Dataset entries
........
pub mod app;
pub mod views;
pub mod handlers;
pub use app::BrowserTui;
pub use views::{ListingView, ViewerView, StatusView};
pub use handlers::translate_key;
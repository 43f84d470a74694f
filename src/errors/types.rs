use std::io;
use std::path::{Path, PathBuf};
pub type BrowseResult<T> = std::result::Result<T, BrowseError>;
/// Failure raised by a filesystem collaborator or a navigator operation.
///
/// Every variant is recoverable: the session turns it into a one-line status
/// message and keeps running.
#[derive(Debug, Clone)]
pub struct BrowseError {
    pub kind: ErrorKind,
    pub message: String,
    pub path: Option<PathBuf>,
    pub context: Option<String>,
}
impl BrowseError {
    pub fn new(kind: ErrorKind, message: impl Into<String>) -> Self {
        Self {
            kind,
            message: message.into(),
            path: None,
            context: None,
        }
    }
    pub fn with_path(mut self, path: impl AsRef<Path>) -> Self {
        self.path = Some(path.as_ref().to_path_buf());
        self
    }
    pub fn with_context(mut self, context: &str) -> Self {
        self.context = Some(context.to_string());
        self
    }
    pub fn already_exists(path: &Path) -> Self {
        Self::new(ErrorKind::AlreadyExists, "destination already exists").with_path(path)
    }
    /// Pipes, sockets and devices are never copied.
    pub fn not_regular(path: &Path) -> Self {
        Self::new(ErrorKind::InvalidTarget, "not a regular file or directory").with_path(path)
    }
    pub fn from_io(err: io::Error, path: &Path) -> Self {
        Self::from(err).with_path(path)
    }
    /// Single line suitable for the status row.
    pub fn status_line(&self) -> String {
        let mut line = String::new();
        if let Some(context) = &self.context {
            line.push_str(context);
            line.push_str(": ");
        }
        line.push_str(&self.message);
        if let Some(path) = &self.path {
            line.push_str(&format!(" ({})", path.display()));
        }
        line.replace(['\n', '\r'], " ")
    }
}
impl std::fmt::Display for BrowseError {
    fn fmt(&self, f: &mut std::fmt::Formatter<'_>) -> std::fmt::Result {
        write!(f, "[{:?}] {}", self.kind, self.status_line())
    }
}
impl std::error::Error for BrowseError {}
impl From<io::Error> for BrowseError {
    fn from(err: io::Error) -> Self {
        let kind = ErrorKind::classify(&err);
        Self::new(kind, err.to_string())
    }
}
/// Error kinds surfaced to the user
#[derive(Debug, Clone, Copy, PartialEq, Eq)]
pub enum ErrorKind {
    NotFound,
    PermissionDenied,
    AlreadyExists,
    CrossDeviceMove,
    Unreadable,
    InvalidTarget,
    Other,
}
impl ErrorKind {
    pub fn classify(err: &io::Error) -> Self {
        match err.kind() {
            io::ErrorKind::NotFound => ErrorKind::NotFound,
            io::ErrorKind::PermissionDenied => ErrorKind::PermissionDenied,
            io::ErrorKind::AlreadyExists => ErrorKind::AlreadyExists,
            io::ErrorKind::CrossesDevices => ErrorKind::CrossDeviceMove,
            io::ErrorKind::InvalidData => ErrorKind::Unreadable,
            _ => ErrorKind::Other,
        }
    }
}
#[cfg(test)]
mod tests {
    use super::*;
    #[test]
    fn test_io_errors_are_classified() {
        let err = BrowseError::from(io::Error::from(io::ErrorKind::NotFound));
        assert_eq!(err.kind, ErrorKind::NotFound);
        let err = BrowseError::from(io::Error::from(io::ErrorKind::PermissionDenied));
        assert_eq!(err.kind, ErrorKind::PermissionDenied);
        let err = BrowseError::from(io::Error::from(io::ErrorKind::CrossesDevices));
        assert_eq!(err.kind, ErrorKind::CrossDeviceMove);
        let err = BrowseError::from(io::Error::from(io::ErrorKind::Interrupted));
        assert_eq!(err.kind, ErrorKind::Other);
    }
    #[test]
    fn test_status_line_is_single_line() {
        let err = BrowseError::new(ErrorKind::Other, "first\nsecond")
            .with_context("Delete")
            .with_path("/tmp/x");
        let line = err.status_line();
        assert!(! line.contains('\n'));
        assert!(line.starts_with("Delete: first second"));
        assert!(line.ends_with("(/tmp/x)"));
    }
}
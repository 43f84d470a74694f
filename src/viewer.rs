//! Paginated text viewer.
//!
//! A [`Viewer`] is created when the user views a file and dropped when they
//! leave it. The file is read in full on entry and no handle is kept open
//! while scrolling.
use crate::command::ViewerCommand;
use crate::errors::types::BrowseResult;
use crate::filesystem::FileSystem;
use log::{debug, info};
use std::path::{Path, PathBuf};
#[derive(Debug, Clone, Copy, PartialEq, Eq)]
pub enum ViewerTransition {
    Stay,
    Exit,
}
#[derive(Debug, Clone)]
pub struct Viewer {
    path: PathBuf,
    lines: Vec<String>,
    offset: usize,
    page_height: usize,
    lossy: bool,
}
impl Viewer {
    /// Loads `path` through `fs`. Invalid UTF-8 is replaced rather than
    /// rejected; [`Viewer::is_lossy`] reports whether that happened.
    pub fn open<F: FileSystem>(fs: &F, path: &Path, page_height: usize) -> BrowseResult<Self> {
        let data = fs.read(path).map_err(|e| e.with_context("View"))?;
        let lossy = std::str::from_utf8(&data).is_err();
        let lines = String::from_utf8_lossy(&data)
            .lines()
            .map(|line| line.to_string())
            .collect::<Vec<_>>();
        info!("viewing {:?} ({} lines{})", path, lines.len(), if lossy { ", lossy" } else { "" });
        let mut viewer = Self::from_lines(path, lines, page_height);
        viewer.lossy = lossy;
        Ok(viewer)
    }
    pub fn from_lines(path: impl Into<PathBuf>, lines: Vec<String>, page_height: usize) -> Self {
        Self {
            path: path.into(),
            lines,
            offset: 0,
            page_height: page_height.max(1),
            lossy: false,
        }
    }
    pub fn apply(&mut self, command: ViewerCommand) -> ViewerTransition {
        match command {
            ViewerCommand::ScrollUp => self.scroll_up(),
            ViewerCommand::ScrollDown => self.scroll_down(),
            ViewerCommand::PageUp => {
                self.offset = self.offset.saturating_sub(self.page_height);
            }
            ViewerCommand::PageDown => {
                self.offset = (self.offset + self.page_height).min(self.max_offset());
            }
            ViewerCommand::Top => self.offset = 0,
            ViewerCommand::Bottom => self.offset = self.max_offset(),
            ViewerCommand::Exit => {
                debug!("leaving viewer for {:?}", self.path);
                return ViewerTransition::Exit;
            }
        }
        ViewerTransition::Stay
    }
    pub fn scroll_up(&mut self) {
        if self.offset > 0 {
            self.offset -= 1;
        }
    }
    pub fn scroll_down(&mut self) {
        if self.offset < self.max_offset() {
            self.offset += 1;
        }
    }
    /// Adopts a new page height and re-clamps the offset.
    pub fn resize(&mut self, page_height: usize) {
        self.page_height = page_height.max(1);
        self.offset = self.offset.min(self.max_offset());
    }
    /// Last valid page start.
    pub fn max_offset(&self) -> usize {
        self.lines.len().saturating_sub(self.page_height)
    }
    /// The lines currently on screen: `min(page_height, len - offset)` of them.
    pub fn visible(&self) -> &[String] {
        let end = (self.offset + self.page_height).min(self.lines.len());
        &self.lines[self.offset.min(end)..end]
    }
    pub fn offset(&self) -> usize {
        self.offset
    }
    pub fn page_height(&self) -> usize {
        self.page_height
    }
    pub fn line_count(&self) -> usize {
        self.lines.len()
    }
    pub fn path(&self) -> &Path {
        &self.path
    }
    pub fn is_lossy(&self) -> bool {
        self.lossy
    }
}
........
- **TASK DETAILS**
Beginning at the top of the data, extract each line through the line containing "use std::io;" and return those lines exactly, with nothing added.

- **TASK RESPONSE**
pub mod app;
pub mod views;
pub mod handlers;
pub use app::BrowserTui;
pub use views::{ListingView, ViewerView, StatusView};
pub use handlers::translate_key;
repository 43f84d470a74694f
filename src/errors/types.rs
use std::io;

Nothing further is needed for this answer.